La classe moyenne est souvent présentée comme un amalgame de diverses positions de classe regroupées. Il y a une part de vérité là-dedans. La classe moyenne est hétérogène même si elle est minoritaire dans la société. Mais au lieu de partir des niveaux de revenu moyens, ou des professions particulières de la «classe moyenne», ou de la façon dont les gens s’identifient, pour mieux comprendre ou définir la classe moyenne, nous devons examiner ses membres par rapport à la production et à la classe capitaliste. et la classe ouvrière.

Dans les années 1970, le sociologue marxiste Erik Olin Wright posait pour cela trois questions : possèdent-ils ou contrôlent-ils les moyens de production ? Contrôlent-ils leur propre travail dans un sens substantiel ? Contrôlent-ils le travail des autres ? Pour la classe capitaliste, la réponse à ces trois questions est oui, pour la classe ouvrière, non. Pour les différents groupes qui composent la classe moyenne, la réponse est « ça dépend ».

Entre le capital et le travail, trois groupes clés composent la classe moyenne. La première est la « classe moyenne traditionnelle » : les propriétaires de petites entreprises et les commerçants indépendants, des propriétaires de café aux petits métiers comme les entreprises de plomberie, les coiffeurs ou les cabinets médicaux. Dans les campagnes d’une grande partie du monde, les petits agriculteurs et les paysans entrent dans cette catégorie. Alors qu’ils sont dApparaissant dans les économies avancées, cette classe moyenne rurale et agricole reste la plus importante sous-section de la classe moyenne mondiale.

Deuxièmement, à mesure que le capitalisme s’est développé, ce que l’on appelle souvent « la nouvelle classe moyenne » s’est développée.

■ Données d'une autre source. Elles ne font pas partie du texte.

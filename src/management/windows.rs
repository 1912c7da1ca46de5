//! WMI backed service registry and performance counters.
//!
//! `WMIConnection` is tied to the COM apartment of the thread that created it,
//! so connections are created per call and counter queries run on the blocking
//! pool.

#![allow(non_snake_case, non_camel_case_types)]

use super::{
    ManagerProvider, PerformanceQueryClient, ProcessInfo, RawCounterSample, ServiceConfig,
    ServiceHandle, ServiceManager, ServiceStatus,
};
use crate::utils::errors::InterfaceError;
use async_trait::async_trait;
use serde::Deserialize;
use wmi::{COMLibrary, WMIConnection, WMIError};

const WBEM_E_ACCESS_DENIED: &str = "0x80041003";
const E_ACCESSDENIED: &str = "0x80070005";

fn classify(err: WMIError) -> InterfaceError {
    let message = err.to_string();
    let lowered = message.to_ascii_lowercase();
    if lowered.contains(WBEM_E_ACCESS_DENIED)
        || lowered.contains(E_ACCESSDENIED)
        || lowered.contains("access denied")
        || lowered.contains("access is denied")
    {
        InterfaceError::PermissionDenied(message)
    } else {
        InterfaceError::Failed(message)
    }
}

fn connect() -> Result<WMIConnection, InterfaceError> {
    let com = COMLibrary::new().map_err(classify)?;
    WMIConnection::new(com).map_err(classify)
}

fn quote(value: &str) -> String {
    value.replace('\\', "\\\\").replace('\'', "\\'")
}

/// Service control manager state code for a `Win32_Service.State` value.
pub fn state_code(state: &str) -> Option<u32> {
    match state {
        "Stopped" => Some(1),
        "Start Pending" => Some(2),
        "Stop Pending" => Some(3),
        "Running" => Some(4),
        "Continue Pending" => Some(5),
        "Pause Pending" => Some(6),
        "Paused" => Some(7),
        _ => None,
    }
}

/// Service control manager start type code for a `Win32_Service.StartMode` value.
pub fn start_type_code(start_mode: &str) -> Option<u32> {
    match start_mode {
        "Boot" => Some(0),
        "System" => Some(1),
        "Auto" => Some(2),
        "Manual" => Some(3),
        "Disabled" => Some(4),
        _ => None,
    }
}

#[derive(Deserialize)]
struct Win32_ServiceName {
    Name: String,
}

#[derive(Deserialize, Clone)]
struct Win32_Service {
    Name: String,
    DisplayName: Option<String>,
    State: String,
    StartMode: String,
}

#[derive(Debug, Default, Clone, Copy)]
pub struct WmiManagerProvider;

impl ManagerProvider for WmiManagerProvider {
    fn connect(&self) -> Result<Box<dyn ServiceManager>, InterfaceError> {
        Ok(Box::new(WmiServiceManager { conn: connect()? }))
    }
}

pub struct WmiServiceManager {
    conn: WMIConnection,
}

impl ServiceManager for WmiServiceManager {
    fn list_service_names(&self) -> Result<Vec<String>, InterfaceError> {
        let rows: Vec<Win32_ServiceName> = self
            .conn
            .raw_query("SELECT Name FROM Win32_Service")
            .map_err(classify)?;
        Ok(rows.into_iter().map(|row| row.Name).collect())
    }

    fn open_service(&self, name: &str) -> Result<Box<dyn ServiceHandle>, InterfaceError> {
        let rows: Vec<Win32_Service> = self
            .conn
            .raw_query(format!(
                "SELECT Name, DisplayName, State, StartMode FROM Win32_Service WHERE Name = '{}'",
                quote(name)
            ))
            .map_err(classify)?;
        let service = rows
            .into_iter()
            .next()
            .ok_or_else(|| {
                InterfaceError::Failed("the specified service does not exist".to_string())
            })?;
        Ok(Box::new(WmiServiceHandle { service }))
    }
}

struct WmiServiceHandle {
    service: Win32_Service,
}

impl ServiceHandle for WmiServiceHandle {
    fn query_status(&self) -> Result<ServiceStatus, InterfaceError> {
        let state = state_code(&self.service.State).ok_or_else(|| {
            InterfaceError::Failed(format!("unrecognized state {:?}", self.service.State))
        })?;
        Ok(ServiceStatus { state })
    }

    fn query_config(&self) -> Result<ServiceConfig, InterfaceError> {
        let start_type = start_type_code(&self.service.StartMode).ok_or_else(|| {
            InterfaceError::Failed(format!("unrecognized start mode {:?}", self.service.StartMode))
        })?;
        Ok(ServiceConfig {
            display_name: self.service.DisplayName.clone().unwrap_or_default(),
            start_type,
        })
    }

    fn close(&mut self) {}
}

#[derive(Deserialize)]
struct Win32_Process {
    ProcessId: u32,
    Name: String,
    CommandLine: Option<String>,
}

#[derive(Deserialize)]
struct Win32_PerfFormattedData_PerfProc_Process {
    IDProcess: u32,
    Name: String,
    PercentProcessorTime: u64,
    PrivateBytes: u64,
    WorkingSet: u64,
    HandleCount: u32,
    ThreadCount: u32,
    IOReadBytesPerSec: u64,
    IOWriteBytesPerSec: u64,
}

#[derive(Debug, Default, Clone, Copy)]
pub struct WmiPerfClient;

async fn blocking_query<T, F>(f: F) -> Result<T, InterfaceError>
where
    T: Send + 'static,
    F: FnOnce(&WMIConnection) -> Result<T, WMIError> + Send + 'static,
{
    tokio::task::spawn_blocking(move || {
        let conn = connect()?;
        f(&conn).map_err(classify)
    })
    .await
    .map_err(|err| InterfaceError::Failed(format!("WMI query task failed: {err}")))?
}

#[async_trait]
impl PerformanceQueryClient for WmiPerfClient {
    async fn list_processes(&self, executable: &str) -> Result<Vec<ProcessInfo>, InterfaceError> {
        let query = format!(
            "SELECT ProcessId, Name, CommandLine FROM Win32_Process WHERE Name = '{}'",
            quote(executable)
        );
        let rows: Vec<Win32_Process> = blocking_query(move |conn| conn.raw_query(query)).await?;
        Ok(rows
            .into_iter()
            .map(|row| ProcessInfo {
                process_id: row.ProcessId,
                name: row.Name,
                command_line: row.CommandLine.unwrap_or_default(),
            })
            .collect())
    }

    async fn query_counters(&self) -> Result<Vec<RawCounterSample>, InterfaceError> {
        let rows: Vec<Win32_PerfFormattedData_PerfProc_Process> = blocking_query(|conn| {
            conn.raw_query(
                "SELECT IDProcess, Name, PercentProcessorTime, PrivateBytes, WorkingSet, \
                 HandleCount, ThreadCount, IOReadBytesPerSec, IOWriteBytesPerSec \
                 FROM Win32_PerfFormattedData_PerfProc_Process",
            )
        })
        .await?;
        Ok(rows
            .into_iter()
            .map(|row| RawCounterSample {
                process_id: row.IDProcess,
                name: row.Name,
                percent_processor_time: row.PercentProcessorTime,
                private_bytes: row.PrivateBytes,
                working_set: row.WorkingSet,
                handle_count: row.HandleCount,
                thread_count: row.ThreadCount,
                io_read_bytes_per_sec: row.IOReadBytesPerSec,
                io_write_bytes_per_sec: row.IOWriteBytesPerSec,
            })
            .collect())
    }
}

Ce sont des employés plutôt que des propriétaires de petites entreprises, mais qui se distinguent de la classe ouvrière par leur rôle de gestionnaires du travail des autres.

L’autre groupe important entre le capital et le travail est celui des intellectuels, qui jouent un rôle idéologique important pour le capitalisme et ont un contrôle substantiel sur leur propre travail : professeurs d’université et journalistes chevronnés, responsables d’ONG, etc.

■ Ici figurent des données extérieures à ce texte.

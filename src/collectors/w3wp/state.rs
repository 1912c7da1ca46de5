//! State shared between the engine loops and the gather path.

use crate::management::RawCounterSample;
use std::collections::{BTreeMap, HashMap};
use std::sync::{PoisonError, RwLock, RwLockReadGuard, RwLockWriteGuard};

/// Latest counters of one application pool.
#[derive(Debug, Clone, Copy, Default, PartialEq)]
pub struct AppPoolMetric {
    pub percent_processor_time: f64,
    pub private_bytes: u64,
    pub working_set: u64,
    pub handle_count: u32,
    pub thread_count: u32,
    pub io_read_bytes_per_sec: u64,
    pub io_write_bytes_per_sec: u64,
}

impl From<&RawCounterSample> for AppPoolMetric {
    fn from(sample: &RawCounterSample) -> Self {
        Self {
            percent_processor_time: sample.percent_processor_time as f64,
            private_bytes: sample.private_bytes,
            working_set: sample.working_set,
            handle_count: sample.handle_count,
            thread_count: sample.thread_count,
            io_read_bytes_per_sec: sample.io_read_bytes_per_sec,
            io_write_bytes_per_sec: sample.io_write_bytes_per_sec,
        }
    }
}

/// Process id to application pool name.
///
/// Entries are never evicted. A pid that exited keeps its pool until the OS
/// reuses the id and the identity loop overwrites it.
#[derive(Debug, Default)]
pub struct ProcessIdentityMap {
    inner: RwLock<HashMap<u32, String>>,
}

impl ProcessIdentityMap {
    fn read(&self) -> RwLockReadGuard<'_, HashMap<u32, String>> {
        self.inner.read().unwrap_or_else(PoisonError::into_inner)
    }

    fn write(&self) -> RwLockWriteGuard<'_, HashMap<u32, String>> {
        self.inner.write().unwrap_or_else(PoisonError::into_inner)
    }

    pub fn upsert(&self, process_id: u32, group: String) {
        self.write().insert(process_id, group);
    }

    pub fn resolve(&self, process_id: u32) -> Option<String> {
        self.read().get(&process_id).cloned()
    }

    pub fn contains(&self, process_id: u32) -> bool {
        self.read().contains_key(&process_id)
    }

    /// Keep only the samples whose process is mapped, under one read lock.
    pub fn retain_known(&self, mut samples: Vec<RawCounterSample>) -> Vec<RawCounterSample> {
        let known = self.read();
        samples.retain(|sample| known.contains_key(&sample.process_id));
        samples
    }

    pub fn len(&self) -> usize {
        self.read().len()
    }

    pub fn is_empty(&self) -> bool {
        self.read().is_empty()
    }
}

/// Application pool name to its most recent counters. Last write wins.
#[derive(Debug, Default)]
pub struct AppPoolMetrics {
    inner: RwLock<BTreeMap<String, AppPoolMetric>>,
}

impl AppPoolMetrics {
    pub fn apply(&self, app_pool: String, metric: AppPoolMetric) {
        self.inner
            .write()
            .unwrap_or_else(PoisonError::into_inner)
            .insert(app_pool, metric);
    }

    /// Copy of the current contents, ordered by pool name.
    pub fn snapshot(&self) -> Vec<(String, AppPoolMetric)> {
        self.inner
            .read()
            .unwrap_or_else(PoisonError::into_inner)
            .iter()
            .map(|(name, metric)| (name.clone(), *metric))
            .collect()
    }

    pub fn len(&self) -> usize {
        self.inner.read().unwrap_or_else(PoisonError::into_inner).len()
    }

    pub fn is_empty(&self) -> bool {
        self.len() == 0
    }
}
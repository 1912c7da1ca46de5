//! Polls the OS service registry and per-process performance counters and
//! turns them into `win_services` and `w3wp` metrics.

pub mod collectors;
pub mod config;
pub mod emit;
pub mod input;
pub mod management;
pub mod metric;
pub mod utils;
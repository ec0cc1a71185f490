//! Configuration Module
//!
//! 提供应用配置管理功能，支持多层级配置来源：
//! - 环境变量（最高优先级）
//! - 配置文件（TOML 格式）
//! - 默认值（最低优先级）

mod loader;
mod types;

pub use loader::{load_config, load_config_from_path, print_config, ConfigError};
pub use types::{AppConfig, LogConfig, LoginConfig, ServerConfig, TelegramConfig};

La classe moyenne traditionnelle ne fonctionne pas indépendamment du capitalisme, quoi qu’en dise l’idéologie des vertus d’être son propre patron. Ses membres sont intégrés à la production capitaliste, soit en tant que fournisseurs de biens et services au grand capital, soit parce que les biens et services qu’ils fournissent sont plus facilement fournis à petite échelle, soit qu’ils comblent un vide sur le marché que le grand capital n’a pas encore pris en charge. .

Ils gagnent leur vie principalement grâce à leur propre travail avec des moyens de production qu’ils possèdent eux-mêmes. Les commerçants ou commerçants qui réussissent peuvent commencer à embaucher du personnel salarié, même s’ils continuent à travailler eux-mêmes. Si cela devient leur principale source de revenus, ils ont quitté la classe moyennesi seulement-mais ils restent dans une situation économique quelque peu précaire. Dans l’autre sens, ils peuvent quitter la classe moyenne pour la classe ouvrière si leur entreprise fait faillite et qu’ils doivent travailler pour quelqu’un d’autre.

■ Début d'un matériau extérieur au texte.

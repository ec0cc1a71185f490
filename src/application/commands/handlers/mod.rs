//! Login Command Handlers

mod phone_handlers;
mod qr_handlers;

pub use phone_handlers::{
    CheckPasswordHandler, CompleteSignInHandler, ResendCodeHandler, StartPhoneLoginHandler,
};
pub use qr_handlers::{PollQrLoginHandler, StartQrLoginHandler};
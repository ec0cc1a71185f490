//! HTTP Routes
//!
//! 路由定义：
//! - /            GET   首页（手机号表单 + QR 入口）
//! - /send        POST  请求发送验证码
//! - /resend      POST  请求重发验证码
//! - /signin      POST  提交验证码
//! - /password    POST  提交 2FA 云密码
//! - /qr          GET   开始 QR 登录并渲染二维码
//! - /qr/check    GET   轮询 QR 确认状态（JSON）
//! - /api/ping    GET   健康检查

use axum::{
    routing::{get, post},
    Router,
};
use std::sync::Arc;

use super::handlers;
use super::state::AppState;

/// 创建所有路由
pub fn create_routes() -> Router<Arc<AppState>> {
    Router::new()
        .route("/", get(handlers::index))
        .route("/send", post(handlers::send_code))
        .route("/resend", post(handlers::resend_code))
        .route("/signin", post(handlers::sign_in))
        .route("/password", post(handlers::check_password))
        .route("/qr", get(handlers::qr_login))
        .route("/qr/check", get(handlers::qr_check))
        .route("/api/ping", get(handlers::ping))
}
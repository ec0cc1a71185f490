//! 应用层 - 用例编排
//!
//! 包含：
//! - ports: 六边形架构端口定义（AuthGateway、AttemptStore）
//! - commands: 登录流程命令及处理器
//! - error: 应用层错误定义

pub mod commands;
pub mod error;
pub mod ports;

// Re-exports
pub use commands::{
    // Phone flow
    CheckPasswordCommand,
    CheckPasswordResponse,
    CompleteSignInCommand,
    CompleteSignInResponse,
    LoginPolicy,
    ResendCodeCommand,
    ResendCodeResponse,
    StartPhoneLoginCommand,
    StartPhoneLoginResponse,
    // QR flow
    PollQrLoginCommand,
    PollQrLoginResponse,
    StartQrLoginCommand,
    StartQrLoginResponse,
    // Handlers
    handlers::{
        CheckPasswordHandler, CompleteSignInHandler, PollQrLoginHandler, ResendCodeHandler,
        StartPhoneLoginHandler, StartQrLoginHandler,
    },
};

pub use error::ApplicationError;

pub use ports::{
    AttemptError, AttemptStorePort, AuthGatewayError, AuthGatewayPort, PhoneCodeSent,
    PhoneSignInOutcome, QrIssued, QrPollOutcome, SignedIn,
};
//! HTTP Handlers

mod index;
mod phone;
mod ping;
mod qr;

pub use index::index;
pub use phone::{check_password, resend_code, send_code, sign_in};
pub use ping::ping;
pub use qr::{qr_check, qr_login};
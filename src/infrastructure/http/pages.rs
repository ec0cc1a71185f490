//! HTML Pages - 服务端渲染的登录流程页面
//!
//! 一个公共壳 + 各步骤的表单片段，attempt id 通过隐藏字段 /
//! 查询参数在请求间传递，服务端不依赖 cookie。

/// 页面壳
pub fn page(body: &str) -> String {
    format!(
        r#"<!doctype html>
<html lang="zh-CN"><meta charset="utf-8"/><meta name="viewport" content="width=device-width,initial-scale=1">
<title>Telegram 会话凭据生成器</title>
<style>body{{font-family:system-ui,-apple-system,Segoe UI,Roboto,Arial,sans-serif;margin:24px;max-width:720px}}
input,button{{font:inherit;padding:10px;border-radius:8px;border:1px solid #ccc}}button{{background:#4f8cff;color:#fff;border:0}}
label{{display:block;margin:12px 0 6px}}form{{display:grid;gap:10px;margin:12px 0}}.box{{padding:12px;border:1px dashed #bbb;border-radius:10px;background:#fafbff}}
pre{{white-space:pre-wrap;word-break:break-all;background:#0f172a;color:#e5e7eb;padding:12px;border-radius:8px}}
.qr{{width:240px;height:240px;margin:12px 0}}
</style>
<h1>Telegram 会话凭据</h1>
{body}
<hr><small>⚠️ 会话字符串等同账号完整访问权限，不要泄露给任何人。</small>"#
    )
}

/// 首页：手机号表单 + QR 入口
pub fn index_page() -> String {
    page(
        r#"<div class="box">
  <b>第一步</b>：输入国际格式手机号（如 <b>+8613800138000</b>），我们会向 Telegram 请求发送验证码。<br>
  约一分钟后如果未在已登录客户端收到验证码，可以请求重发（SMS / 来电由平台决定）。
</div>
<form method="post" action="/send">
  <label>手机号</label>
  <input name="phone" placeholder="+8613800138000" required>
  <button>发送验证码</button>
</form>
<div class="box">也可以 <a href="/qr">用已登录的手机扫码登录</a>。</div>"#,
    )
}

/// 第二步：输入验证码；附带重发表单
pub fn code_sent_page(attempt_id: &str, phone_masked: &str, notice: Option<&str>) -> String {
    let attempt = escape_html(attempt_id);
    let notice = match notice {
        Some(n) => format!(r#"<div class="box">{}</div>"#, escape_html(n)),
        None => String::new(),
    };
    page(&format!(
        r#"{notice}<div class="box">
  <b>第二步</b>：验证码已发往 <b>{phone}</b>，输入 Telegram（或 SMS / 来电）收到的验证码。
</div>
<form method="post" action="/signin">
  <input type="hidden" name="attempt" value="{attempt}">
  <label>验证码</label>
  <input name="code" placeholder="12345" required>
  <button>登录</button>
</form>
<form method="post" action="/resend" style="margin-top:8px">
  <input type="hidden" name="attempt" value="{attempt}">
  <button>重发验证码</button>
</form>"#,
        phone = escape_html(phone_masked),
    ))
}

/// 2FA：输入云密码
pub fn password_page(attempt_id: &str, hint: Option<&str>) -> String {
    let hint = match hint {
        Some(h) if !h.is_empty() => {
            format!(r#"<div class="box">密码提示：<b>{}</b></div>"#, escape_html(h))
        }
        _ => String::new(),
    };
    page(&format!(
        r#"<div class="box">该账号开启了两步验证，请输入云密码。</div>
{hint}<form method="post" action="/password">
  <input type="hidden" name="attempt" value="{attempt}">
  <label>两步验证密码</label>
  <input name="password" type="password" required>
  <button>确认</button>
</form>"#,
        attempt = escape_html(attempt_id),
    ))
}

/// 完成：展示会话凭据字符串
pub fn session_page(session_string: &str) -> String {
    page(&format!(
        r#"<div class="box"><b>完成！</b>这是你的 <b>TELEGRAM_STRING_SESSION</b>：</div>
<pre>{}</pre>
<div class="box">完整复制后填入目标环境变量即可复用登录态。</div>"#,
        escape_html(session_string),
    ))
}

/// QR 登录页：内联 SVG + 轮询脚本
pub fn qr_page(attempt_id: &str, qr_svg: &str, poll_interval_secs: u64) -> String {
    let attempt = escape_html(attempt_id);
    page(&format!(
        r#"<div class="box">在已登录的 Telegram 客户端里打开 <b>设置 → 设备 → 连接桌面设备</b>，扫描下方二维码。二维码会定期自动刷新。</div>
<div class="qr" id="qr">{qr_svg}</div>
<div class="box" id="status">等待扫码确认…</div>
<script>
const attempt = "{attempt}";
const timer = setInterval(async () => {{
  try {{
    const resp = await fetch(`/qr/check?attempt=${{attempt}}`);
    const data = await resp.json();
    if (data.status === "refreshed") {{
      document.getElementById("qr").innerHTML = data.qr_svg;
    }} else if (data.status === "approved") {{
      clearInterval(timer);
      document.body.innerHTML =
        '<h1>Telegram 会话凭据</h1><div class="box"><b>完成！</b>这是你的 <b>TELEGRAM_STRING_SESSION</b>：</div>' +
        '<pre></pre><hr><small>⚠️ 会话字符串等同账号完整访问权限，不要泄露给任何人。</small>';
      document.querySelector("pre").textContent = data.session;
    }} else if (data.status === "error") {{
      clearInterval(timer);
      const s = document.getElementById("status");
      s.textContent = "出错：" + data.message;
    }}
  }} catch (e) {{
    console.error(e);
  }}
}}, {poll_interval_secs} * 1000);
</script>
<div class="box"><a href="/">改用手机号登录</a></div>"#,
    ))
}

/// 错误页，带返回首页链接
pub fn error_page(message: &str) -> String {
    page(&format!(
        r#"<div class="box">出错了：{}</div><a href="/">返回</a>"#,
        escape_html(message),
    ))
}

/// 文本插入 HTML 前的最小转义
pub fn escape_html(input: &str) -> String {
    let mut out = String::with_capacity(input.len());
    for ch in input.chars() {
        match ch {
            '&' => out.push_str("&amp;"),
            '<' => out.push_str("&lt;"),
            '>' => out.push_str("&gt;"),
            '"' => out.push_str("&quot;"),
            '\'' => out.push_str("&#39;"),
            _ => out.push(ch),
        }
    }
    out
}
//! Configuration Loader
//!
//! 实现多源配置加载与合并逻辑
//!
//! 优先级（从高到低）：
//! 1. 环境变量
//! 2. 配置文件（config.toml）
//! 3. 默认值

use config::{Config, ConfigError as ConfigCrateError, Environment, File};
use std::path::Path;
use thiserror::Error;

use super::types::AppConfig;

/// 配置加载错误
#[derive(Debug, Error)]
pub enum ConfigError {
    #[error("Failed to load configuration: {0}")]
    LoadError(String),

    #[error("Failed to parse configuration: {0}")]
    ParseError(String),

    #[error("Configuration validation failed: {0}")]
    ValidationError(String),
}

impl From<ConfigCrateError> for ConfigError {
    fn from(err: ConfigCrateError) -> Self {
        ConfigError::LoadError(err.to_string())
    }
}

/// 配置文件搜索路径
const CONFIG_FILE_NAMES: &[&str] = &["config", "config.local"];

/// 加载应用配置
///
/// 按优先级从高到低合并配置：
/// 1. 环境变量（前缀 `TELESESSION_`，层级分隔符 `__`）
/// 2. 配置文件（config.toml 或 config.local.toml）
/// 3. 默认值
///
/// # 环境变量示例
/// - `TELESESSION_SERVER__PORT=3000`
/// - `TELESESSION_TELEGRAM__API_ID=123456`
/// - `TELESESSION_TELEGRAM__API_HASH=0123456789abcdef`
/// - `TELESESSION_LOGIN__RESEND_COOLDOWN_SECS=90`
pub fn load_config() -> Result<AppConfig, ConfigError> {
    load_config_from_path(None)
}

/// 从指定路径加载配置
///
/// # 参数
/// - `config_path` - 可选的配置文件路径，如果为 None 则使用默认搜索路径
pub fn load_config_from_path(config_path: Option<&Path>) -> Result<AppConfig, ConfigError> {
    let mut builder = Config::builder();

    // 1. 首先设置默认值（最低优先级）
    builder = builder
        .set_default("server.host", "0.0.0.0")?
        .set_default("server.port", 8080)?
        .set_default("telegram.api_id", 0)?
        .set_default("telegram.api_hash", "")?
        .set_default("login.resend_cooldown_secs", 60)?
        .set_default("login.attempt_ttl_secs", 600)?
        .set_default("login.sweep_interval_secs", 60)?
        .set_default("login.request_timeout_secs", 30)?
        .set_default("login.qr_poll_interval_secs", 2)?
        .set_default("log.level", "info")?
        .set_default("log.json", false)?;

    // 2. 添加配置文件（如果存在）
    if let Some(path) = config_path {
        builder = builder.add_source(File::from(path).required(true));
    } else {
        // 搜索默认配置文件
        for name in CONFIG_FILE_NAMES {
            builder = builder.add_source(File::with_name(name).required(false));
        }
    }

    // 3. 添加环境变量（最高优先级）
    // 前缀: TELESESSION_
    // 层级分隔符: __ (双下划线)
    // 例如: TELESESSION_TELEGRAM__API_ID=123456
    builder = builder.add_source(
        Environment::with_prefix("TELESESSION")
            .prefix_separator("_")
            .separator("__")
            .try_parsing(true),
    );

    // 4. 构建配置
    let config = builder.build()?;

    // 5. 反序列化为 AppConfig
    let app_config: AppConfig = config
        .try_deserialize()
        .map_err(|e| ConfigError::ParseError(format!("Failed to deserialize config: {}", e)))?;

    // 6. 验证配置
    validate_config(&app_config)?;

    Ok(app_config)
}

/// 验证配置有效性
fn validate_config(config: &AppConfig) -> Result<(), ConfigError> {
    if config.server.port == 0 {
        return Err(ConfigError::ValidationError(
            "Server port cannot be 0".to_string(),
        ));
    }

    // Telegram 凭据必须显式提供
    if config.telegram.api_id == 0 {
        return Err(ConfigError::ValidationError(
            "Telegram api_id is not set".to_string(),
        ));
    }
    if config.telegram.api_hash.is_empty() {
        return Err(ConfigError::ValidationError(
            "Telegram api_hash is not set".to_string(),
        ));
    }

    if config.login.request_timeout_secs == 0 {
        return Err(ConfigError::ValidationError(
            "Request timeout cannot be 0".to_string(),
        ));
    }
    if config.login.qr_poll_interval_secs == 0 {
        return Err(ConfigError::ValidationError(
            "QR poll interval cannot be 0".to_string(),
        ));
    }
    if config.login.sweep_interval_secs == 0 {
        return Err(ConfigError::ValidationError(
            "Sweep interval cannot be 0".to_string(),
        ));
    }

    Ok(())
}

/// 打印配置信息（用于启动时日志）
pub fn print_config(config: &AppConfig) {
    tracing::info!("=== Application Configuration ===");
    tracing::info!("Server: {}:{}", config.server.host, config.server.port);
    tracing::info!("Telegram api_id: {}", config.telegram.api_id);
    tracing::info!("Telegram api_hash: {}", mask_secret(&config.telegram.api_hash));
    tracing::info!("Resend Cooldown: {}s", config.login.resend_cooldown_secs);
    tracing::info!("Attempt TTL: {}s", config.login.attempt_ttl_secs);
    tracing::info!("Sweep Interval: {}s", config.login.sweep_interval_secs);
    tracing::info!("Request Timeout: {}s", config.login.request_timeout_secs);
    tracing::info!("QR Poll Interval: {}s", config.login.qr_poll_interval_secs);
    tracing::info!("Log Level: {}", config.log.level);
    tracing::info!("=================================");
}

/// 日志里只露出 api_hash 前 4 位
fn mask_secret(secret: &str) -> String {
    if secret.len() <= 4 {
        "****".to_string()
    } else {
        format!("{}{}", &secret[..4], "*".repeat(secret.len() - 4))
    }
}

Le marxiste américain Hal Draper a un jour résumé ainsi la position de la classe moyenne traditionnelle :

« Les petits-bourgeois [small capitalist] Janus fait face à deux chemins. D’un côté le petit-bourgeois affronte le capitaliste, de l’autre l’ouvrier. Deux lignes de démarcation différentes les traversent : (1) Si une ligne est tracée entre les propriétaires et les non-propriétaires, alors ce sont des propriétaires ; et comme tels ils peuvent se réjouir de leur identité avec les millionnaires et vibrer aux oraisons sur les droits de propriété.

« (2) Si une ligne est tracée entre ceux qui vivent de leur propre travail et ceux qui vivent du travail des autres, alors les petits-bourgeois appartiennent aux premiers, et ce sont des travailleurs, et en tant que tels ils peuvent apprécier les griefs des autres. les classes laborieuses… Les petits-bourgeois sont donc tiraillés dans les deux sens.

L’équilibre des forces de classe, l’état de la lutte des classes, détermine la force de l’attraction. En temps normal, le capitalisme est si dominant qu’il ne fait guère de doute que la classe moyenne traditionnelle s’aligne davantage sur la classe capitaliste. La plupart du temps, cependant, ses membres s’imaginent élevés au-dessus des antagonismes de classes. En fait, ils sont pressés des deux côtés. Draper encore :

“D’en haut, ils sont évincés par la pression de capitaux plus efficaces et opprimés par la politique d’un gouvernement intéressé par l’expansion de la grande industrie plutôt que par les tribulations du tailleur local … D’autre part, d’en bas, le petit -les entrepreneurs bourgeois peuvent être harcelés par la “paresse” de leurs apprentis, vendeurs ou autres aides à gages, qui ne partageront pas leur enthousiasme pour l’autosudation… [and] le pauvre mini-capitaliste est poussé à transpirer excessivement afin d’extraire du travail des employés ce qui est nécessaire pour équilibrer les avantages d’un plus gros concurrent.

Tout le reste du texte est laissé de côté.